As surpresas do XXI Congresso

Nota à la Minuta
Segunda-feira, 30 Novembro 2020
As surpresas do XXI Congresso
  • Alberto Magalhães

 

 

Apesar do PCP atribuir aos orgãos de comunicação social grande parte das culpas por mais uma ofensiva anti-comunista e anti-congresso de Loures, na verdade, os jornalistas e comentadores esforçaram-se, durante todo o fim-de-semana, por dar o maior relevo aos extraordinários eventos e surpreendentes revelações que saltaram para a ribalta.

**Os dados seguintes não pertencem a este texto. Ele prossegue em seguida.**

//! Node kinds and their typed parameters.
//!
//! Every numeric duration parameter is expressed in milliseconds. Optional
//! parameters fall back to engine defaults when absent.

use std::collections::BTreeMap;

use arbor_core::PlanNodeId;
use serde::{Deserialize, Serialize};

use crate::value::DynamicValue;

/// The kind of a plan node together with its kind-specific parameters.
#[derive(Debug, Clone, PartialEq, Serialize, Deserialize)]
#[serde(tag = "type", rename_all = "snake_case")]
pub enum NodeKind {
    /// Runs children in declaration order.
    Sequence(SequenceParams),
    /// Children run before the main children of the enclosing composite.
    BeforeSequence,
    /// Children run after the main children of the enclosing composite.
    AfterSequence,
    /// Runs the first child when the condition holds, the second otherwise.
    If(IfParams),
    /// Dispatches to the [`NodeKind::Case`] child matching the expression.
    Switch(SwitchParams),
    /// One branch of a [`NodeKind::Switch`].
    Case(CaseParams),
    /// Iterates an integer range.
    For(ForParams),
    /// Iterates the rows of a data pool.
    ForEach(ForEachParams),
    /// Load generation across concurrent virtual users.
    ThreadGroup(ThreadGroupParams),
    /// Children run once per virtual user before its first iteration.
    BeforeThread,
    /// Children run once per virtual user after its last iteration.
    AfterThread,
    /// Re-executes its body while it fails.
    RetryIfFails(RetryParams),
    /// Polls a condition until it holds or a limit is reached.
    WaitAndPoll(WaitAndPollParams),
    /// Runs children inside a private variable scope frame.
    Session,
    /// Binds a value in the innermost scope frame.
    Set(SetParams),
    /// Binds a selected value visible to siblings and children.
    Select(SelectParams),
    /// Publishes a terminal value for the enclosing unit.
    Return(ReturnParams),
    /// Invokes a keyword through the function execution service.
    CallFunction(CallFunctionParams),
    /// Runs a reusable sub-plan.
    CallPlan(CallPlanParams),
    /// Evaluates a boolean expression.
    Check(CheckParams),
    /// Checks the output of the enclosing keyword call.
    Assert(AssertParams),
    /// Logs and records an evaluated text.
    Echo(EchoParams),
    /// Sleeps for a fixed duration.
    Sleep(SleepParams),
    /// Runs children under a named lock.
    Synchronized(SynchronizedParams),
    /// Groups test steps; runs children sequentially.
    TestCase,
    /// Runs all children concurrently.
    TestScenario,
    /// Runs children on a bounded worker pool.
    TestSet(TestSetParams),
    /// A node handled by a handler registered under `handler`.
    Custom {
        /// Registry key of the handler.
        handler: String,
        /// Free-form handler parameters.
        #[serde(default)]
        params: serde_json::Value,
    },
}

impl NodeKind {
    /// Registry key for this kind.
    #[must_use]
    pub fn tag(&self) -> &str {
        match self {
            Self::Sequence(_) => "sequence",
            Self::BeforeSequence => "before_sequence",
            Self::AfterSequence => "after_sequence",
            Self::If(_) => "if",
            Self::Switch(_) => "switch",
            Self::Case(_) => "case",
            Self::For(_) => "for",
            Self::ForEach(_) => "for_each",
            Self::ThreadGroup(_) => "thread_group",
            Self::BeforeThread => "before_thread",
            Self::AfterThread => "after_thread",
            Self::RetryIfFails(_) => "retry_if_fails",
            Self::WaitAndPoll(_) => "wait_and_poll",
            Self::Session => "session",
            Self::Set(_) => "set",
            Self::Select(_) => "select",
            Self::Return(_) => "return",
            Self::CallFunction(_) => "call_function",
            Self::CallPlan(_) => "call_plan",
            Self::Check(_) => "check",
            Self::Assert(_) => "assert",
            Self::Echo(_) => "echo",
            Self::Sleep(_) => "sleep",
            Self::Synchronized(_) => "synchronized",
            Self::TestCase => "test_case",
            Self::TestScenario => "test_scenario",
            Self::TestSet(_) => "test_set",
            Self::Custom { handler, .. } => handler,
        }
    }

    /// Whether the node's failure takes part in standard abort propagation.
    ///
    /// Local leaves and keyword calls are non-blocking.
    #[must_use]
    pub fn is_blocking(&self) -> bool {
        !matches!(
            self,
            Self::Set(_)
                | Self::Return(_)
                | Self::Check(_)
                | Self::Echo(_)
                | Self::Assert(_)
                | Self::CallFunction(_)
        )
    }

    /// Whether this kind never owns children.
    #[must_use]
    pub fn is_leaf(&self) -> bool {
        matches!(
            self,
            Self::Set(_)
                | Self::Return(_)
                | Self::Check(_)
                | Self::Echo(_)
                | Self::Assert(_)
                | Self::Sleep(_)
                | Self::WaitAndPoll(_)
        )
    }
}

impl std::fmt::Display for NodeKind {
    fn fmt(&self, f: &mut std::fmt::Formatter<'_>) -> std::fmt::Result {
        f.write_str(self.tag())
    }
}

fn default_true() -> DynamicValue {
    DynamicValue::literal(true)
}

/// Parameters of [`NodeKind::Sequence`].
#[derive(Debug, Clone, PartialEq, Serialize, Deserialize)]
pub struct SequenceParams {
    /// Keep running siblings after a failed child.
    #[serde(default = "default_true")]
    pub continue_on_error: DynamicValue,
    /// Minimum wall-clock duration of the sequence.
    #[serde(default)]
    pub pacing: Option<DynamicValue>,
}

impl Default for SequenceParams {
    fn default() -> Self {
        Self {
            continue_on_error: default_true(),
            pacing: None,
        }
    }
}

/// Parameters of [`NodeKind::If`].
#[derive(Debug, Clone, PartialEq, Serialize, Deserialize)]
pub struct IfParams {
    /// Boolean condition, evaluated once.
    pub condition: DynamicValue,
}

/// Parameters of [`NodeKind::Switch`].
#[derive(Debug, Clone, PartialEq, Serialize, Deserialize)]
pub struct SwitchParams {
    /// Expression compared against each case value.
    pub expression: DynamicValue,
}

/// Parameters of [`NodeKind::Case`].
#[derive(Debug, Clone, PartialEq, Serialize, Deserialize)]
pub struct CaseParams {
    /// Value this case matches.
    pub value: DynamicValue,
}

/// Iteration limits shared by [`NodeKind::For`] and [`NodeKind::ForEach`].
#[derive(Debug, Clone, Default, PartialEq, Serialize, Deserialize)]
pub struct LoopParams {
    /// Cap on the number of iterations.
    #[serde(default)]
    pub max_loops: Option<DynamicValue>,
    /// Stop scheduling once this many iterations failed.
    #[serde(default)]
    pub max_failed_loops: Option<DynamicValue>,
    /// Run iterations on a worker pool.
    #[serde(default)]
    pub parallel: Option<DynamicValue>,
    /// Worker count in parallel mode.
    #[serde(default)]
    pub threads: Option<DynamicValue>,
}

fn default_counter() -> String {
    "counter".to_owned()
}

/// Parameters of [`NodeKind::For`].
#[derive(Debug, Clone, PartialEq, Serialize, Deserialize)]
pub struct ForParams {
    /// First value, inclusive. Defaults to 0.
    #[serde(default)]
    pub start: Option<DynamicValue>,
    /// Bound, exclusive. Unbounded when absent.
    #[serde(default)]
    pub end: Option<DynamicValue>,
    /// Step. Defaults to 1.
    #[serde(default)]
    pub inc: Option<DynamicValue>,
    /// Variable the current value is bound to.
    #[serde(default = "default_counter")]
    pub counter: String,
    /// Iteration limits.
    #[serde(flatten)]
    pub looping: LoopParams,
}

/// Identifies a data pool for [`NodeKind::ForEach`].
#[derive(Debug, Clone, PartialEq, Serialize, Deserialize)]
pub struct DataSourceSpec {
    /// Provider kind, e.g. `"inline"` or `"csv"`.
    pub kind: String,
    /// Provider configuration, evaluated before the pool is opened.
    #[serde(default)]
    pub config: DynamicValue,
}

fn default_row() -> String {
    "row".to_owned()
}

fn default_header() -> bool {
    true
}

/// Parameters of [`NodeKind::ForEach`].
#[derive(Debug, Clone, PartialEq, Serialize, Deserialize)]
pub struct ForEachParams {
    /// Where rows come from.
    pub source: DataSourceSpec,
    /// Variable each row is bound to.
    #[serde(default = "default_row")]
    pub item: String,
    /// Expose rows as header-keyed maps when the pool has headers.
    #[serde(default = "default_header")]
    pub header: bool,
    /// Iteration limits.
    #[serde(flatten)]
    pub looping: LoopParams,
}

/// Parameters of [`NodeKind::ThreadGroup`].
#[derive(Debug, Clone, Default, PartialEq, Serialize, Deserialize)]
pub struct ThreadGroupParams {
    /// Number of virtual users. Defaults to 1.
    #[serde(default)]
    pub users: Option<DynamicValue>,
    /// Iterations per user; 0 means unbounded. Defaults to 1.
    #[serde(default)]
    pub iterations: Option<DynamicValue>,
    /// Window over which users are started. Defaults to `pacing`.
    #[serde(default)]
    pub rampup: Option<DynamicValue>,
    /// Minimum delay between iteration starts of one user.
    #[serde(default)]
    pub pacing: Option<DynamicValue>,
    /// Delay before the first user starts.
    #[serde(default)]
    pub start_offset: Option<DynamicValue>,
    /// Wall-clock cap for the whole group; 0 means unbounded.
    #[serde(default)]
    pub max_duration: Option<DynamicValue>,
    /// Users are started in packs of this size. Defaults to 1.
    #[serde(default)]
    pub pack: Option<DynamicValue>,
}

/// Parameters of [`NodeKind::RetryIfFails`].
#[derive(Debug, Clone, Default, PartialEq, Serialize, Deserialize)]
pub struct RetryParams {
    /// Additional attempts after the first. Defaults to 2.
    #[serde(default)]
    pub max_retries: Option<DynamicValue>,
    /// Delay between attempts. Defaults to 0.
    #[serde(default)]
    pub grace_period: Option<DynamicValue>,
    /// No attempt starts after this much time has elapsed.
    #[serde(default)]
    pub timeout: Option<DynamicValue>,
}

/// Parameters of [`NodeKind::WaitAndPoll`].
#[derive(Debug, Clone, PartialEq, Serialize, Deserialize)]
pub struct WaitAndPollParams {
    /// Condition polled until it holds.
    pub condition: DynamicValue,
    /// Delay between polls.
    #[serde(default)]
    pub pacing: Option<DynamicValue>,
    /// Hard deadline for the whole poll.
    #[serde(default)]
    pub timeout: Option<DynamicValue>,
    /// Cap on the number of polls.
    #[serde(default)]
    pub max_iterations: Option<DynamicValue>,
}

/// Parameters of [`NodeKind::Set`].
#[derive(Debug, Clone, PartialEq, Serialize, Deserialize)]
pub struct SetParams {
    /// Variable name.
    pub key: DynamicValue,
    /// Value to bind.
    pub value: DynamicValue,
}

fn default_selected() -> String {
    "selected".to_owned()
}

/// Parameters of [`NodeKind::Select`].
#[derive(Debug, Clone, PartialEq, Serialize, Deserialize)]
pub struct SelectParams {
    /// Variable the selection is bound to.
    #[serde(default = "default_selected")]
    pub key: String,
    /// Expression producing the selection, evaluated once.
    pub value: DynamicValue,
}

/// Parameters of [`NodeKind::Return`].
#[derive(Debug, Clone, Default, PartialEq, Serialize, Deserialize)]
pub struct ReturnParams {
    /// Value published to the enclosing unit.
    #[serde(default)]
    pub output: DynamicValue,
}

/// Parameters of [`NodeKind::CallFunction`].
#[derive(Debug, Clone, PartialEq, Serialize, Deserialize)]
pub struct CallFunctionParams {
    /// Name of the keyword to call.
    pub function: DynamicValue,
    /// JSON object passed as the call input.
    #[serde(default)]
    pub arguments: Option<DynamicValue>,
    /// Token selection criteria: attribute name to regex.
    #[serde(default)]
    pub selection_criteria: BTreeMap<String, DynamicValue>,
    /// Upper bound on the call duration.
    #[serde(default)]
    pub timeout: Option<DynamicValue>,
}

/// Parameters of [`NodeKind::CallPlan`].
#[derive(Debug, Clone, Default, PartialEq, Serialize, Deserialize)]
pub struct CallPlanParams {
    /// Sub-plan to run, by id.
    #[serde(default)]
    pub plan_id: Option<PlanNodeId>,
    /// Sub-plan to run, by name. Used when `plan_id` is absent.
    #[serde(default)]
    pub plan_name: Option<DynamicValue>,
    /// Value bound as `input` inside the sub-plan.
    #[serde(default)]
    pub input: Option<DynamicValue>,
}

/// Parameters of [`NodeKind::Check`].
#[derive(Debug, Clone, PartialEq, Serialize, Deserialize)]
pub struct CheckParams {
    /// Boolean expression.
    pub expression: DynamicValue,
}

/// Comparison performed by [`NodeKind::Assert`].
#[derive(Debug, Clone, Copy, PartialEq, Eq, Hash, Serialize, Deserialize)]
#[serde(rename_all = "SCREAMING_SNAKE_CASE")]
pub enum AssertOperator {
    /// Values are equal.
    Equals,
    /// Actual contains expected.
    Contains,
    /// Actual starts with expected.
    BeginsWith,
    /// Actual ends with expected.
    EndsWith,
    /// Actual matches the expected regex.
    Matches,
    /// Actual is greater than expected.
    GreaterThan,
    /// Actual is greater than or equal to expected.
    GreaterThanOrEquals,
    /// Actual is less than expected.
    LessThan,
    /// Actual is less than or equal to expected.
    LessThanOrEquals,
    /// Actual is null.
    IsNull,
}

impl std::fmt::Display for AssertOperator {
    fn fmt(&self, f: &mut std::fmt::Formatter<'_>) -> std::fmt::Result {
        let text = match self {
            Self::Equals => "equal to",
            Self::Contains => "contain",
            Self::BeginsWith => "begin with",
            Self::EndsWith => "end with",
            Self::Matches => "match",
            Self::GreaterThan => "greater than",
            Self::GreaterThanOrEquals => "greater than or equal to",
            Self::LessThan => "less than",
            Self::LessThanOrEquals => "less than or equal to",
            Self::IsNull => "null",
        };
        f.write_str(text)
    }
}

/// Parameters of [`NodeKind::Assert`].
#[derive(Debug, Clone, PartialEq, Serialize, Deserialize)]
pub struct AssertParams {
    /// Output attribute, or a `$.a.b` path into the output.
    pub actual: String,
    /// Comparison to perform.
    pub operator: AssertOperator,
    /// Expected value.
    #[serde(default)]
    pub expected: DynamicValue,
    /// Invert the comparison.
    #[serde(default)]
    pub negate: bool,
    /// Replaces the generated failure message.
    #[serde(default)]
    pub custom_error_message: Option<DynamicValue>,
}

/// Parameters of [`NodeKind::Echo`].
#[derive(Debug, Clone, PartialEq, Serialize, Deserialize)]
pub struct EchoParams {
    /// Text to log.
    pub text: DynamicValue,
}

/// Parameters of [`NodeKind::Sleep`].
#[derive(Debug, Clone, PartialEq, Serialize, Deserialize)]
pub struct SleepParams {
    /// Sleep duration.
    pub duration: DynamicValue,
}

/// Parameters of [`NodeKind::Synchronized`].
#[derive(Debug, Clone, Default, PartialEq, Serialize, Deserialize)]
pub struct SynchronizedParams {
    /// Lock name; nodes sharing a name exclude each other.
    #[serde(default)]
    pub lock_name: Option<DynamicValue>,
    /// Share the lock across every run of the engine.
    #[serde(default)]
    pub global: bool,
}

/// Parameters of [`NodeKind::TestSet`].
#[derive(Debug, Clone, Default, PartialEq, Serialize, Deserialize)]
pub struct TestSetParams {
    /// Worker count. Defaults to 1.
    #[serde(default)]
    pub threads: Option<DynamicValue>,
}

Vejamos: Jerónimo de Sousa, no discurso inaugural, tratou de revelar, para grande surpresa nossa, que a inspiração do PCP continua a ser o marxismo-leninismo. Depois da supressão da ‘ditadura do proletariado’ como objectivo e da aparente aceitação da inconsequente democracia burguesa como método, ninguém diria que Marx e Lenine ainda fossem referências para os comunistas portugueses. Mas, Albano Nunes, no sábado, foi explícito: “o afastamento do marxismo-leninismo conduz à degenerescência”, explicou ele (não sei se querendo referir-se aos últimos desastres eleitorais do partido). Depois, competindo com André Ventura num verdadeiro ataque à Constituição da República, relembrou que “o capitalismo tem de ser derrubado pela força”.

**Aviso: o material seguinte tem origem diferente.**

//! Keyword and sub-plan calls.

use std::collections::BTreeMap;

use arbor_execution::{ErrorKind, NodeError, ReportNode, ReportNodeStatus, StatusComposer};
use arbor_plan::{CallFunctionParams, CallPlanParams, NodeKind, PlanNode};
use arbor_ports::{FunctionInput, FunctionOutput, FunctionRef, PortsError};
use async_trait::async_trait;
use serde_json::{Value, json};

use crate::context::ExecutionContext;
use crate::error::EngineError;
use crate::handler::NodeHandler;
use crate::handlers::kind_mismatch;
use crate::handlers::sequence::{fold, run_sequence};

/// Variable holding the payload of the last call, in the caller's frame.
pub const PREVIOUS: &str = "previous";
/// Variable holding the call payload, for the call's children.
pub const OUTPUT: &str = "output";
/// Variable holding the call report summary, for the call's children.
pub const CALL_REPORT: &str = "callReport";
/// Variable holding the sub-plan input inside a `CallPlan`.
pub const INPUT: &str = "input";

/// Handler for [`NodeKind::CallFunction`].
///
/// Reserves a token, invokes the keyword and always releases the token.
/// Children run afterwards with `output` and `callReport` bound, which is
/// where `Assert` nodes live.
#[derive(Debug, Default, Clone, Copy)]
pub struct CallFunctionHandler;

#[async_trait]
impl NodeHandler for CallFunctionHandler {
    async fn execute(
        &self,
        ctx: &ExecutionContext,
        node: &PlanNode,
        report: &mut ReportNode,
    ) -> Result<ReportNodeStatus, EngineError> {
        let NodeKind::CallFunction(params) = &node.kind else {
            return Err(kind_mismatch("call function", node));
        };
        let function = ctx.eval_string(&params.function, "function")?;
        if node.name().is_none() {
            report.name.clone_from(&function);
        }
        let arguments = match &params.arguments {
            Some(arguments) => ctx.evaluate(arguments)?,
            None => json!({}),
        };
        report.input = Some(arguments.clone());

        let own = if ctx.config().simulate {
            tracing::debug!(function = %function, "simulating call");
            report.output = Some(json!({}));
            ReportNodeStatus::Passed
        } else {
            match call(ctx, params, &function, arguments).await {
                Ok(output) => record(ctx, report, output),
                Err(err) => {
                    tracing::warn!(function = %function, error = %err, "call failed");
                    report.fail(NodeError::technical(err.to_string()).with_details(json!({
                        "function": function,
                        "retryable": err.is_retryable(),
                    })));
                    ReportNodeStatus::TechnicalError
                }
            }
        };
        report.status = own;

        let view = ctx.child();
        view.scope()
            .set(OUTPUT, report.output.clone().unwrap_or(Value::Null));
        view.scope().set(CALL_REPORT, report.summary());
        let mut composer = run_sequence(&view, &node.children, report.id, true).await;
        composer.set_own(own);
        Ok(composer.finish())
    }
}

/// Reserve, invoke under the optional timeout, release.
async fn call(
    ctx: &ExecutionContext,
    params: &CallFunctionParams,
    function: &str,
    arguments: Value,
) -> Result<FunctionOutput, EngineError> {
    let timeout = params
        .timeout
        .as_ref()
        .map(|v| ctx.eval_millis(v, "timeout"))
        .transpose()?;
    let mut interests = BTreeMap::new();
    for (attribute, pattern) in &params.selection_criteria {
        interests.insert(attribute.clone(), ctx.eval_string(pattern, attribute)?);
    }
    let attributes = BTreeMap::from([("run".to_owned(), ctx.run_id().to_string())]);

    let functions = &ctx.services().functions;
    let token = functions.reserve(attributes, interests).await?;
    let input = FunctionInput {
        payload: arguments,
        properties: BTreeMap::new(),
    };
    let function_ref = FunctionRef::new(function);
    let invocation = functions.invoke(&token, &function_ref, input);
    let result = match timeout {
        Some(limit) => tokio::time::timeout(limit, invocation)
            .await
            .unwrap_or_else(|_| Err(PortsError::timeout(format!("call {function}"), limit))),
        None => invocation.await,
    };

    if let Err(err) = functions.release(token).await {
        tracing::warn!(function, error = %err, "failed to release token");
    }
    Ok(result?)
}

/// Copy the call output onto the report node and return the own status.
fn record(ctx: &ExecutionContext, report: &mut ReportNode, output: FunctionOutput) -> ReportNodeStatus {
    let FunctionOutput {
        payload,
        error,
        attachments,
        measures,
    } = output;
    report.attachments.extend(attachments);
    report.measures.extend(measures);
    ctx.scope().set(PREVIOUS, payload.clone());
    report.output = Some(payload);

    match error {
        None => ReportNodeStatus::Passed,
        Some(error) => {
            let mut node_error = match error.kind {
                ErrorKind::Business => NodeError::business(error.message),
                ErrorKind::Technical => NodeError::technical(error.message),
            };
            if let Some(details) = error.details {
                node_error = node_error.with_details(details);
            }
            let status = node_error.status();
            report.fail(node_error);
            status
        }
    }
}

/// Handler for [`NodeKind::CallPlan`].
///
/// The sub-plan runs as a unit of its own: a fresh frame with `input`
/// bound, and its `Return` becomes the call output.
#[derive(Debug, Default, Clone, Copy)]
pub struct CallPlanHandler;

#[async_trait]
impl NodeHandler for CallPlanHandler {
    async fn execute(
        &self,
        ctx: &ExecutionContext,
        node: &PlanNode,
        report: &mut ReportNode,
    ) -> Result<ReportNodeStatus, EngineError> {
        let NodeKind::CallPlan(params) = &node.kind else {
            return Err(kind_mismatch("call plan", node));
        };
        let plan = resolve(ctx, params).await?;
        let input = match &params.input {
            Some(input) => ctx.evaluate(input)?,
            None => Value::Null,
        };
        report.input = Some(input.clone());
        report.set_attribute("plan", plan.id.to_string());

        let unit = ctx.new_unit();
        unit.scope().set(INPUT, input);
        let child = unit.run_child(&plan, report.id).await;
        report.output = unit.returned();

        let mut composer = StatusComposer::new();
        fold(&mut composer, child.status);
        Ok(composer.finish())
    }

    async fn create_skeleton(
        &self,
        ctx: &ExecutionContext,
        node: &PlanNode,
        report: &ReportNode,
    ) -> Result<(), EngineError> {
        let NodeKind::CallPlan(params) = &node.kind else {
            return Err(kind_mismatch("call plan", node));
        };
        match resolve(ctx, params).await {
            Ok(plan) => {
                ctx.dispatcher()
                    .create_skeleton(ctx, &plan, Some(report.id))
                    .await?;
            }
            Err(err) => tracing::debug!(error = %err, "sub-plan not resolved for skeleton"),
        }
        Ok(())
    }
}

async fn resolve(ctx: &ExecutionContext, params: &CallPlanParams) -> Result<PlanNode, EngineError> {
    let plans = &ctx.services().plans;
    if let Some(id) = params.plan_id {
        return plans
            .get(id)
            .await?
            .ok_or_else(|| EngineError::PlanNotFound(id.to_string()));
    }
    let Some(name) = &params.plan_name else {
        return Err(EngineError::invalid_parameter(
            "planId",
            "either planId or planName is required",
        ));
    };
    let name = ctx.eval_string(name, "planName")?;
    plans
        .find_by_name(&name)
        .await?
        .ok_or(EngineError::PlanNotFound(name))
}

Enquanto não estão criadas as condições, objectivas e subjectivas, para a revolução proletária, o PCP oferece-se para, com os socialistas, sustentar uma alternativa de esquerda.

A maior surpresa do Congresso surgiu, porém, quando o Comité Central recém-eleito votou, à porta fechada, o nome de Jerónimo de Sousa para o cargo de secretário-geral. Ao contrário da tradicional unanimidade (muito bem explicada pela aplicação do princípio leninista do centralismo-democrático), Jerónimo recebeu um, realmente espantoso, voto contra. Já há quem diga, com certa maldade, que esta foi a peça de dominó que iniciou a derrocada do centenário partido.